Objectives

The objective of this prospective study was to investigate the role of adaptive immunity in response to SARS-CoV-2 vaccines.

Design and methods

A cohort of 677 vaccinated individuals participated in a comprehensive survey of their vaccination status and associated side effects, and donated blood to evaluate their adaptive immune responses by neutralizing antibody (NAb) and T cell responses. The cohort then completed a follow-up survey to investigate the occurrence of breakthrough infections.

Results

NAb levels were the highest in participants vaccinated with Moderna, followed by Pfizer and Johnson & Johnson.

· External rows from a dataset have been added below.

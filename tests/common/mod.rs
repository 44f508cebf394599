//! Common test utilities

use sqlx::postgres::PgPoolOptions;
use sqlx::PgPool;

const SCHEMA_SQL: &str = include_str!("../../migrations/create_tables.sql");

/// Connect to the test database and make sure the ledger schema exists.
///
/// Tests operate on freshly generated user ids, so no truncation is
/// needed and tests can run in parallel against one database.
pub async fn setup_test_db() -> PgPool {
    dotenvy::dotenv().ok();
    let database_url = std::env::var("DATABASE_URL")
        .expect("DATABASE_URL must be set for tests");

    let pool = PgPoolOptions::new()
        .max_connections(5)
        .connect(&database_url)
        .await
        .expect("Failed to connect to DB");

    // Schema creation is idempotent (CREATE TABLE IF NOT EXISTS); errors
    // are ignored because parallel tests race the first creation
    for statement in SCHEMA_SQL.split(';') {
        let trimmed = statement.trim();
        if !trimmed.is_empty() {
            sqlx::query(trimmed).execute(&pool).await.ok();
        }
    }

    sqlx::query("SELECT 1 FROM wallets LIMIT 1")
        .execute(&pool)
        .await
        .expect("Ledger schema missing after setup");

    pool
}
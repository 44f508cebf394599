//! API Middleware
//!
//! User identification and request logging. Authentication itself is an
//! external collaborator (an upstream gateway); this layer trusts the
//! user id it forwards and threads it to the ledger.

use axum::{
    body::Body,
    http::{HeaderMap, Request, StatusCode},
    middleware::Next,
    response::{IntoResponse, Response},
    Json,
};
use serde_json::json;
use uuid::Uuid;

use crate::domain::OperationContext;

/// Authenticated user forwarded by the upstream gateway
#[derive(Debug, Clone)]
pub struct AuthenticatedUser {
    pub user_id: Uuid,
}

// =========================================================================
// User identification middleware
// =========================================================================

/// Extract the authenticated user id from the X-User-Id header
pub async fn auth_middleware(
    headers: HeaderMap,
    mut request: Request<Body>,
    next: Next,
) -> Result<Response, Response> {
    let user_id_str = match headers.get("X-User-Id").and_then(|v| v.to_str().ok()) {
        Some(value) => value,
        None => {
            return Err((
                StatusCode::UNAUTHORIZED,
                Json(json!({
                    "error": "Missing X-User-Id header",
                    "error_code": "missing_user_id"
                })),
            )
                .into_response());
        }
    };

    let user_id = match Uuid::parse_str(user_id_str) {
        Ok(user_id) => user_id,
        Err(_) => {
            return Err((
                StatusCode::BAD_REQUEST,
                Json(json!({
                    "error": "Invalid X-User-Id header format",
                    "error_code": "invalid_user_id"
                })),
            )
                .into_response());
        }
    };

    request.extensions_mut().insert(AuthenticatedUser { user_id });

    // Extract correlation ID or generate a new one
    let correlation_id = headers
        .get("X-Correlation-Id")
        .and_then(|v| v.to_str().ok())
        .and_then(|s| Uuid::parse_str(s).ok())
        .unwrap_or_else(Uuid::new_v4);

    let context = OperationContext::new().with_correlation_id(correlation_id);
    request.extensions_mut().insert(context);

    Ok(next.run(request).await)
}

// =========================================================================
// Header masking for logs
// =========================================================================

/// Headers that should be masked in logs
const SENSITIVE_HEADERS: &[&str] = &[
    "authorization",
    "cookie",
    "set-cookie",
];

/// Mask sensitive headers for logging
pub fn mask_headers_for_logging(headers: &HeaderMap) -> Vec<(String, String)> {
    headers
        .iter()
        .map(|(name, value)| {
            let name_lower = name.as_str().to_lowercase();
            let masked_value = if SENSITIVE_HEADERS.contains(&name_lower.as_str()) {
                "[REDACTED]".to_string()
            } else {
                value.to_str().unwrap_or("[invalid utf8]").to_string()
            };
            (name.to_string(), masked_value)
        })
        .collect()
}

// =========================================================================
// Request logging middleware
// =========================================================================

/// Request logging middleware
pub async fn logging_middleware(
    request: Request<Body>,
    next: Next,
) -> Response {
    let method = request.method().clone();
    let uri = request.uri().clone();
    let version = request.version();

    // Mask sensitive headers
    let headers = mask_headers_for_logging(request.headers());

    // Extract correlation ID if available
    let correlation_id = request
        .extensions()
        .get::<OperationContext>()
        .and_then(|ctx| ctx.correlation_id);

    let start = std::time::Instant::now();

    // Log request
    tracing::info!(
        method = %method,
        uri = %uri,
        version = ?version,
        correlation_id = ?correlation_id,
        headers = ?headers,
        "Incoming request"
    );

    // Process request
    let response = next.run(request).await;

    let duration = start.elapsed();
    let status = response.status();

    // Log response
    tracing::info!(
        method = %method,
        uri = %uri,
        status = %status,
        duration_ms = %duration.as_millis(),
        correlation_id = ?correlation_id,
        "Request completed"
    );

    response
}

#[cfg(test)]
mod tests {
    use super::*;

    #[test]
    fn test_mask_headers_for_logging() {
        let mut headers = HeaderMap::new();
        headers.insert("content-type", "application/json".parse().unwrap());
        headers.insert("authorization", "Bearer secret-token".parse().unwrap());
        headers.insert("x-user-id", "user-123".parse().unwrap());

        let masked = mask_headers_for_logging(&headers);

        let auth = masked.iter().find(|(k, _)| k == "authorization");
        let content_type = masked.iter().find(|(k, _)| k == "content-type");
        let user_id = masked.iter().find(|(k, _)| k == "x-user-id");

        assert_eq!(auth.unwrap().1, "[REDACTED]");
        assert_eq!(content_type.unwrap().1, "application/json");
        assert_eq!(user_id.unwrap().1, "user-123");
    }

    #[test]
    fn test_sensitive_headers_list() {
        assert!(SENSITIVE_HEADERS.contains(&"authorization"));
        assert!(SENSITIVE_HEADERS.contains(&"cookie"));
        assert!(!SENSITIVE_HEADERS.contains(&"content-type"));
    }
}
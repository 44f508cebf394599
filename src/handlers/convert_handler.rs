//! Convert Handler
//!
//! Moves money between two of the same user's wallets, converting
//! currency. The destination wallet is created on demand, unlike fund
//! and withdraw, which require an existing wallet.

use std::sync::Arc;

use sqlx::PgPool;

use crate::domain::{Amount, CurrencyCode, DomainError, OperationContext};
use crate::error::AppError;
use crate::fx::CurrencyConverter;
use crate::ledger::{Direction, NewEntry, TransactionLog};
use crate::wallet::WalletStore;

use super::{ConvertCommand, ConvertResult};

/// Handler for same-user currency conversion
pub struct ConvertHandler {
    wallets: WalletStore,
    log: TransactionLog,
    converter: Arc<dyn CurrencyConverter>,
    pool: PgPool,
}

impl ConvertHandler {
    pub fn new(pool: PgPool, converter: Arc<dyn CurrencyConverter>) -> Self {
        Self {
            wallets: WalletStore::new(pool.clone()),
            log: TransactionLog::new(pool.clone()),
            converter,
            pool,
        }
    }

    /// Execute the convert command
    pub async fn execute(
        &self,
        command: ConvertCommand,
        context: &OperationContext,
    ) -> Result<ConvertResult, AppError> {
        let amount_raw = command.amount.ok_or(DomainError::MissingField("amount"))?;
        let from_raw = command
            .from_currency
            .ok_or(DomainError::MissingField("from_currency"))?;
        let to_raw = command
            .to_currency
            .ok_or(DomainError::MissingField("to_currency"))?;

        let amount: Amount = amount_raw
            .parse()
            .map_err(|e| DomainError::InvalidAmount(format!("{}", e)))?;
        let from: CurrencyCode = from_raw
            .parse()
            .map_err(|e| AppError::InvalidRequest(format!("{}", e)))?;
        let to: CurrencyCode = to_raw
            .parse()
            .map_err(|e| AppError::InvalidRequest(format!("{}", e)))?;

        if from == to {
            return Err(DomainError::SameCurrency.into());
        }

        let source = self
            .wallets
            .find(command.user_id, &from)
            .await?
            .ok_or(DomainError::WalletNotFound {
                currency: from.clone(),
            })?;

        if source.balance < amount.value() {
            return Err(
                DomainError::insufficient_funds(amount.value(), source.balance, from).into(),
            );
        }

        // Destination is created lazily; an empty wallet left behind by a
        // later failure is indistinguishable from a balance query's
        // get-or-create
        let (destination, _) = self.wallets.get_or_create(command.user_id, &to).await?;

        // Converter runs before the mutating transaction opens
        let conversion = self
            .converter
            .convert(amount.value(), &from, &to)
            .await?;

        let credited = Amount::new(conversion.amount)
            .map_err(|e| DomainError::InvalidAmount(format!("converted amount: {}", e)))?;

        let mut tx = self.pool.begin().await?;

        self.wallets.decrement(&mut tx, source.id, &amount).await?;
        self.wallets
            .increment(&mut tx, destination.id, &credited)
            .await?;

        let debit = self
            .log
            .record(
                &mut tx,
                NewEntry::completed(
                    source.id,
                    Direction::Debit,
                    amount.clone(),
                    from.clone(),
                    format!("Conversion of {} {} to {}", amount, from, to),
                ),
            )
            .await?;
        self.log
            .record(
                &mut tx,
                NewEntry::completed(
                    destination.id,
                    Direction::Credit,
                    credited,
                    to.clone(),
                    format!("Received from conversion of {} {}", amount, from),
                ),
            )
            .await?;

        tx.commit().await?;

        // Effective rate reported at exactly 6 decimal places
        let mut rate = conversion.amount / amount.value();
        rate.rescale(6);

        tracing::info!(
            transaction_id = %debit.id,
            user_id = %command.user_id,
            amount = %amount,
            from = %from,
            to = %to,
            %rate,
            correlation_id = ?context.correlation_id,
            "Funds converted"
        );

        Ok(ConvertResult {
            transaction_id: debit.id,
            conversion_date: debit.created_at,
            amount_debited: amount.value(),
            from_currency: from,
            amount_credited: conversion.amount,
            to_currency: to,
            rate,
        })
    }
}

NAb levels decreased with time after vaccination with Pfizer and Johnson & Johnson. T cell responses showed no significant difference among the different vaccines and remained stable up to 10 months after the study period for all vaccine types. In multivariate analyses, NAb responses (<95 U/mL) predicted breakthrough infection, whereas previous infection, the type of vaccine, and T cell responses did not. T cell responses to viral epitopes (<0.120 IU/mL) showed a significant association with the self-reported severity of COVID-19 disease.

Conclusion

This study provides evidence that NAb responses to SARS-CoV-2 vaccination correlate with protection against infection, whereas the T cell memory responses may contribute to protection against severe disease but not against infection.